→ Task details:
Wherever the string "CapabilityRegistry" appears in the entries below, return the line that holds it.

→ Listed records:
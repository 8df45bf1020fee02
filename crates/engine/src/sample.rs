//! The managed-identity virtual machine scenario.
//!
//! Builds an eleven-step plan: a primary resource group, a workload group holding a
//! user-assigned identity with Contributor rights on the primary group, a Linux machine running
//! as that identity, a script extension installing the toolchain, a remote command that creates
//! a second machine from inside the first, and finally a listing of the primary group.

use std::{fmt, sync::Arc};

use provisioner_api::CloudCapability;
use provisioner_types::{ExtensionSpec, ImageReference, spec::CONTRIBUTOR_ROLE};
use provisioner_util::{generate_password, generate_username, random_name};

use crate::{
    actions::{
        AttachExtension, CreateManagedIdentity, CreateNetwork, CreateNetworkInterface, CreatePublicAddress, CreateResourceGroup,
        CreateVirtualMachine, GrantRole, ListVirtualMachines, RunRemoteCommand, VirtualMachineTemplate,
    },
    plan::{Plan, PlanError},
    step::ProvisioningStep,
};

pub const PRIMARY_GROUP: &str = "primary-group";
pub const WORKLOAD_GROUP: &str = "workload-group";
pub const IDENTITY: &str = "identity";
pub const CONTRIBUTOR_GRANT: &str = "contributor-grant";
pub const NETWORK: &str = "network";
pub const PUBLIC_ADDRESS: &str = "public-address";
pub const NETWORK_INTERFACE: &str = "network-interface";
pub const VIRTUAL_MACHINE: &str = "virtual-machine";
pub const SCRIPT_EXTENSION: &str = "script-extension";
pub const REMOTE_COMMAND: &str = "remote-command";
pub const LIST_MACHINES: &str = "list-machines";

pub const DEFAULT_REGION: &str = "westus";
pub const DEFAULT_PRIMARY_GROUP: &str = "ComputeRG0000";
const DEFAULT_VM_SIZE: &str = "Standard_D2a_v4";
const DEFAULT_ADDRESS_SPACE: &str = "10.0.0.0/28";
const INSTALL_SCRIPT_URI: &str =
    "https://raw.githubusercontent.com/Azure/azure-libraries-for-net/master/Samples/Asset/install_dotnet_git.sh";
const INSTALL_SCRIPT_COMMAND: &str = "bash install_dotnet_git.sh";
const APPLICATION_REPOSITORY: &str = "compute-dotnet-manage-vm-from-vm-with-msi-credentials";

/// Names and credentials for one run of the scenario.
#[derive(Clone)]
pub struct SampleSettings {
    pub region: String,
    pub subscription_id: String,
    pub primary_group: String,
    pub workload_group: String,
    pub identity_name: String,
    pub vm_name: String,
    pub public_address_label: String,
    pub admin_username: String,
    pub admin_password: String,
    pub vm_size: String,
    pub address_space: String,
    pub script_uris: Vec<String>,
    pub script_command: String,
}

impl SampleSettings {
    /// Settings with freshly generated names and credentials.
    pub fn generate(region: impl Into<String>, subscription_id: impl Into<String>) -> Self {
        Self {
            region: region.into(),
            subscription_id: subscription_id.into(),
            primary_group: DEFAULT_PRIMARY_GROUP.to_string(),
            workload_group: random_name("uamsi-rg-2"),
            identity_name: random_name("id"),
            vm_name: random_name("VM1"),
            public_address_label: random_name("pip1"),
            admin_username: generate_username(),
            admin_password: generate_password(),
            vm_size: DEFAULT_VM_SIZE.to_string(),
            address_space: DEFAULT_ADDRESS_SPACE.to_string(),
            script_uris: vec![INSTALL_SCRIPT_URI.to_string()],
            script_command: INSTALL_SCRIPT_COMMAND.to_string(),
        }
    }

    pub fn with_primary_group(mut self, name: impl Into<String>) -> Self {
        self.primary_group = name.into();
        self
    }

    /// Shell lines run on the first machine. The identity's client id is filled in at run time.
    pub fn remote_command_lines(&self) -> Vec<String> {
        vec![
            format!("git clone https://github.com/Azure-Samples/{APPLICATION_REPOSITORY}.git"),
            format!("cd {APPLICATION_REPOSITORY}"),
            format!(
                "dotnet run {} {} ${{{{ steps.{IDENTITY}.client_id }}}}",
                self.subscription_id, self.primary_group
            ),
        ]
    }
}

impl fmt::Debug for SampleSettings {
    fn fmt(&self, f: &mut fmt::Formatter<'_>) -> fmt::Result {
        f.debug_struct("SampleSettings")
            .field("region", &self.region)
            .field("subscription_id", &self.subscription_id)
            .field("primary_group", &self.primary_group)
            .field("workload_group", &self.workload_group)
            .field("identity_name", &self.identity_name)
            .field("vm_name", &self.vm_name)
            .field("public_address_label", &self.public_address_label)
            .field("admin_username", &self.admin_username)
            .field("admin_password", &"[REDACTED]")
            .field("vm_size", &self.vm_size)
            .finish_non_exhaustive()
    }
}

/// Builds the scenario plan against `cloud`.
pub fn managed_identity_vm_plan(cloud: Arc<dyn CloudCapability>, settings: &SampleSettings) -> Result<Plan, PlanError> {
    let mut plan = Plan::new();

    plan.push(
        ProvisioningStep::new(
            PRIMARY_GROUP,
            CreateResourceGroup {
                cloud: cloud.clone(),
                name: settings.primary_group.clone(),
                region: settings.region.clone(),
            },
        )
        .describe("Create the primary resource group"),
    )?;

    plan.push(
        ProvisioningStep::new(
            WORKLOAD_GROUP,
            CreateResourceGroup {
                cloud: cloud.clone(),
                name: settings.workload_group.clone(),
                region: settings.region.clone(),
            },
        )
        .describe("Create the workload resource group"),
    )?;

    plan.push(
        ProvisioningStep::new(
            IDENTITY,
            CreateManagedIdentity {
                cloud: cloud.clone(),
                name: settings.identity_name.clone(),
                resource_group_step: WORKLOAD_GROUP.into(),
            },
        )
        .describe("Create a user-assigned identity"),
    )?;

    plan.push(
        ProvisioningStep::new(
            CONTRIBUTOR_GRANT,
            GrantRole {
                cloud: cloud.clone(),
                role_id: CONTRIBUTOR_ROLE.into(),
                identity_step: IDENTITY.into(),
                scope_step: PRIMARY_GROUP.into(),
            },
        )
        .describe("Grant the identity Contributor on the primary group"),
    )?;

    plan.push(
        ProvisioningStep::new(
            NETWORK,
            CreateNetwork {
                cloud: cloud.clone(),
                resource_group_step: WORKLOAD_GROUP.into(),
                address_space: settings.address_space.clone(),
            },
        )
        .describe("Create the virtual network"),
    )?;

    plan.push(
        ProvisioningStep::new(
            PUBLIC_ADDRESS,
            CreatePublicAddress {
                cloud: cloud.clone(),
                resource_group_step: WORKLOAD_GROUP.into(),
                label: settings.public_address_label.clone(),
            },
        )
        .describe("Allocate a public address"),
    )?;

    plan.push(
        ProvisioningStep::new(
            NETWORK_INTERFACE,
            CreateNetworkInterface {
                cloud: cloud.clone(),
                resource_group_step: WORKLOAD_GROUP.into(),
                network_step: NETWORK.into(),
                address_step: PUBLIC_ADDRESS.into(),
            },
        )
        .describe("Create the machine's network interface"),
    )?;

    plan.push(
        ProvisioningStep::new(
            VIRTUAL_MACHINE,
            CreateVirtualMachine {
                cloud: cloud.clone(),
                resource_group_step: WORKLOAD_GROUP.into(),
                interface_step: NETWORK_INTERFACE.into(),
                identity_step: Some(IDENTITY.into()),
                template: VirtualMachineTemplate {
                    name: settings.vm_name.clone(),
                    region: settings.region.clone(),
                    size: settings.vm_size.clone(),
                    image: ImageReference::ubuntu_server_16_04_lts(),
                    admin_username: settings.admin_username.clone(),
                    admin_password: settings.admin_password.clone(),
                },
            },
        )
        .describe("Create a Linux machine running as the identity"),
    )?;

    plan.push(
        ProvisioningStep::new(
            SCRIPT_EXTENSION,
            AttachExtension {
                cloud: cloud.clone(),
                vm_step: VIRTUAL_MACHINE.into(),
                extension: ExtensionSpec::custom_script_for_linux(&settings.script_uris, settings.script_command.clone()),
            },
        )
        .describe("Install the toolchain with a custom script extension"),
    )?;

    plan.push(
        ProvisioningStep::new(
            REMOTE_COMMAND,
            RunRemoteCommand {
                cloud: cloud.clone(),
                vm_step: VIRTUAL_MACHINE.into(),
                reads: vec![IDENTITY.into()],
                command_lines: settings.remote_command_lines(),
            },
        )
        .describe("Run the application that provisions from inside the machine"),
    )?;

    plan.push(
        ProvisioningStep::new(
            LIST_MACHINES,
            ListVirtualMachines {
                cloud,
                resource_group_step: PRIMARY_GROUP.into(),
            },
        )
        .describe("List machines in the primary group"),
    )?;

    Ok(plan)
}

#[cfg(test)]
mod tests {
    use super::*;
    use provisioner_api::InMemoryCloud;

    fn settings() -> SampleSettings {
        SampleSettings::generate(DEFAULT_REGION, "sub-1")
    }

    #[test]
    fn plan_has_eleven_steps_in_scenario_order() {
        let plan = managed_identity_vm_plan(Arc::new(InMemoryCloud::new()), &settings()).expect("valid plan");
        assert_eq!(
            plan.step_ids().collect::<Vec<_>>(),
            vec![
                PRIMARY_GROUP,
                WORKLOAD_GROUP,
                IDENTITY,
                CONTRIBUTOR_GRANT,
                NETWORK,
                PUBLIC_ADDRESS,
                NETWORK_INTERFACE,
                VIRTUAL_MACHINE,
                SCRIPT_EXTENSION,
                REMOTE_COMMAND,
                LIST_MACHINES,
            ]
        );
    }

    #[test]
    fn remote_command_references_the_identity_client_id() {
        let settings = settings();
        let lines = settings.remote_command_lines();
        assert_eq!(lines.len(), 3);
        assert_eq!(
            lines[2],
            format!("dotnet run sub-1 {DEFAULT_PRIMARY_GROUP} ${{{{ steps.identity.client_id }}}}")
        );

        let plan = managed_identity_vm_plan(Arc::new(InMemoryCloud::new()), &settings).expect("valid plan");
        let command = &plan.steps()[9];
        assert_eq!(command.dependencies(), [VIRTUAL_MACHINE.to_string(), IDENTITY.to_string()]);
    }

    #[test]
    fn debug_output_hides_the_password() {
        let settings = settings();
        let rendered = format!("{settings:?}");
        assert!(!rendered.contains(&settings.admin_password));
        assert!(rendered.contains("[REDACTED]"));
    }

    #[test]
    fn generated_names_use_scenario_prefixes() {
        let settings = settings();
        assert_eq!(settings.primary_group, DEFAULT_PRIMARY_GROUP);
        assert!(settings.workload_group.starts_with("uamsi-rg-2"));
        assert!(settings.public_address_label.starts_with("pip1"));
        assert_eq!(settings.vm_size, "Standard_D2a_v4");
    }
}
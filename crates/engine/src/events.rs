//! Optional lifecycle event stream.

use provisioner_types::RunEvent;
use tokio::sync::mpsc::UnboundedSender;

/// Forwards [`RunEvent`]s to a subscriber, if there is one.
///
/// A dropped receiver is not an error: the run carries on and the report still holds
/// everything the events would have said.
#[derive(Debug, Clone, Default)]
pub(crate) struct EventSink {
    sender: Option<UnboundedSender<RunEvent>>,
}

impl EventSink {
    pub(crate) fn new(sender: Option<UnboundedSender<RunEvent>>) -> Self {
        Self { sender }
    }

    pub(crate) fn emit(&self, event: RunEvent) {
        if let Some(sender) = &self.sender {
            let _ = sender.send(event);
        }
    }
}
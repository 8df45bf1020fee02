//! # Redaction
//!
//! Masks values that look like credentials before they reach logs or stdout. Key names are kept
//! so operators can still tell which setting was involved.

use once_cell::sync::Lazy;
use regex::Regex;

const REPLACEMENT: &str = "[REDACTED]";

/// Redacts values that look like secrets in a string.
///
/// # Example
/// ```rust
/// use provisioner_util::redact_sensitive;
///
/// let redacted = redact_sensitive("CLIENT_SECRET=abc123 region=westus");
/// assert_eq!(redacted, "CLIENT_SECRET=[REDACTED] region=westus");
///
/// let redacted = redact_sensitive("Authorization: Basic Zm9vOmJhcg==");
/// assert_eq!(redacted, "Authorization: [REDACTED]");
/// ```
pub fn redact_sensitive(input: &str) -> String {
    let mut redacted = input.to_string();
    for pattern in redact_patterns().iter() {
        redacted = pattern
            .replace_all(&redacted, |captures: &regex::Captures| {
                let prefix = captures.get(1).map(|m| m.as_str()).unwrap_or("");
                format!("{prefix}{REPLACEMENT}")
            })
            .to_string();
    }
    redacted
}

/// Ordered redaction patterns; group 1 is the preserved prefix.
fn redact_patterns() -> &'static Vec<Regex> {
    static PATTERNS: Lazy<Vec<Regex>> = Lazy::new(|| {
        [
            r"(?i)(authorization:\s*)(?:basic|bearer)?\s*[\w\-\.=:/+]+",
            r"(?i)([A-Z0-9_]*?(?:KEY|TOKEN|SECRET|PASSWORD)\s*[=:]\s*)[^\s,]+",
            r#"(?i)("(?:admin_password|password|client_secret)"\s*:\s*)"[^"]*""#,
        ]
        .iter()
        .filter_map(|pattern| Regex::new(pattern).ok())
        .collect()
    });
    &PATTERNS
}
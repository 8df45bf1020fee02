//! Error types raised by cloud capability implementations.

use thiserror::Error;

/// Failure of a single cloud call.
#[derive(Debug, Error)]
pub enum CloudError {
    #[error("{operation} returned HTTP {status}: {body}")]
    Status { operation: String, status: u16, body: String },

    #[error("{operation} rejected: {message}")]
    Rejected { operation: String, message: String },

    #[error("{operation} returned an unexpected payload: {reason}")]
    InvalidResponse { operation: String, reason: String },

    #[error("{operation} did not finish after {attempts} polls")]
    PollingExhausted { operation: String, attempts: u32 },

    #[error("resource '{id}' not found")]
    NotFound { id: String },
}

impl CloudError {
    /// Create an HTTP status error.
    pub fn status(operation: impl Into<String>, status: u16, body: impl Into<String>) -> Self {
        Self::Status {
            operation: operation.into(),
            status,
            body: body.into(),
        }
    }

    /// Create a rejection error.
    pub fn rejected(operation: impl Into<String>, message: impl Into<String>) -> Self {
        Self::Rejected {
            operation: operation.into(),
            message: message.into(),
        }
    }

    /// Create an invalid response error.
    pub fn invalid_response(operation: impl Into<String>, reason: impl Into<String>) -> Self {
        Self::InvalidResponse {
            operation: operation.into(),
            reason: reason.into(),
        }
    }

    /// Create a not found error.
    pub fn not_found(id: impl Into<String>) -> Self {
        Self::NotFound { id: id.into() }
    }
}
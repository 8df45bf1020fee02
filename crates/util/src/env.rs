//! Environment variable lookups with blank-value handling.

use std::env;

use thiserror::Error;

/// Error surfaced when a required environment variable is unusable.
#[derive(Debug, Error, Clone, PartialEq, Eq)]
pub enum EnvError {
    #[error("environment variable {name} is not set")]
    Missing { name: String },
    #[error("environment variable {name} is set but blank")]
    Blank { name: String },
}

/// Reads `name`, treating unset and whitespace-only values as absent.
pub fn optional_env(name: &str) -> Option<String> {
    let value = env::var(name).ok()?;
    let trimmed = value.trim();
    if trimmed.is_empty() { None } else { Some(trimmed.to_string()) }
}

/// Reads `name`, failing when it is unset or blank.
pub fn required_env(name: &str) -> Result<String, EnvError> {
    match env::var(name) {
        Ok(value) if value.trim().is_empty() => Err(EnvError::Blank { name: name.to_string() }),
        Ok(value) => Ok(value.trim().to_string()),
        Err(_) => Err(EnvError::Missing { name: name.to_string() }),
    }
}
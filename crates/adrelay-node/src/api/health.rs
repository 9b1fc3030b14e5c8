//! Health check endpoint.

use axum::{extract::State, Json};
use serde::Serialize;

use crate::state::AppState;

#[derive(Serialize)]
pub struct HealthResponse {
    pub status: String,
    pub version: String,
    pub platforms: Vec<&'static str>,
    pub chat: bool,
}

pub async fn health_check(State(state): State<AppState>) -> Json<HealthResponse> {
    let mut platforms: Vec<&'static str> = state.pipelines.keys().map(|p| p.slug()).collect();
    platforms.sort_unstable();
    Json(HealthResponse {
        status: "healthy".to_string(),
        version: env!("CARGO_PKG_VERSION").to_string(),
        platforms,
        chat: state.router.is_some(),
    })
}
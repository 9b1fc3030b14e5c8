//! # Adrelay Dispatch
//!
//! Turns conversational requests into provisioning runs.
//!
//! - [`CapabilityRegistry`] - Named capabilities with trigger policies and
//!   typed input schemas
//! - [`IntentRouter`] - Bounded tool-calling loop over a [`ChatModel`]
//! - [`OpenAiChatModel`] - Chat-completions client with function calling

pub mod campaigns;
pub mod capability;
pub mod model;
pub mod router;
pub mod schema;

pub use campaigns::{campaign_registry, CreateCampaign, ListConnectedPlatforms};
pub use capability::{
    Capability, CapabilityDescriptor, CapabilityError, CapabilityRegistry, CapabilitySummary,
};
pub use model::{
    ChatMessage, ChatModel, ChatRole, ModelConfig, ModelError, ModelReply, OpenAiChatModel,
    ToolCall, ToolDefinition,
};
pub use router::{DispatchEvent, DispatchOutcome, IntentRouter, Invocation, DEFAULT_MAX_ROUNDS};
pub use schema::{FieldKind, InputSchema, SchemaViolation};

→ Expected output:
//! - [`CapabilityRegistry`] - Named capabilities with trigger policies and
    Capability, CapabilityDescriptor, CapabilityError, CapabilityRegistry, CapabilitySummary,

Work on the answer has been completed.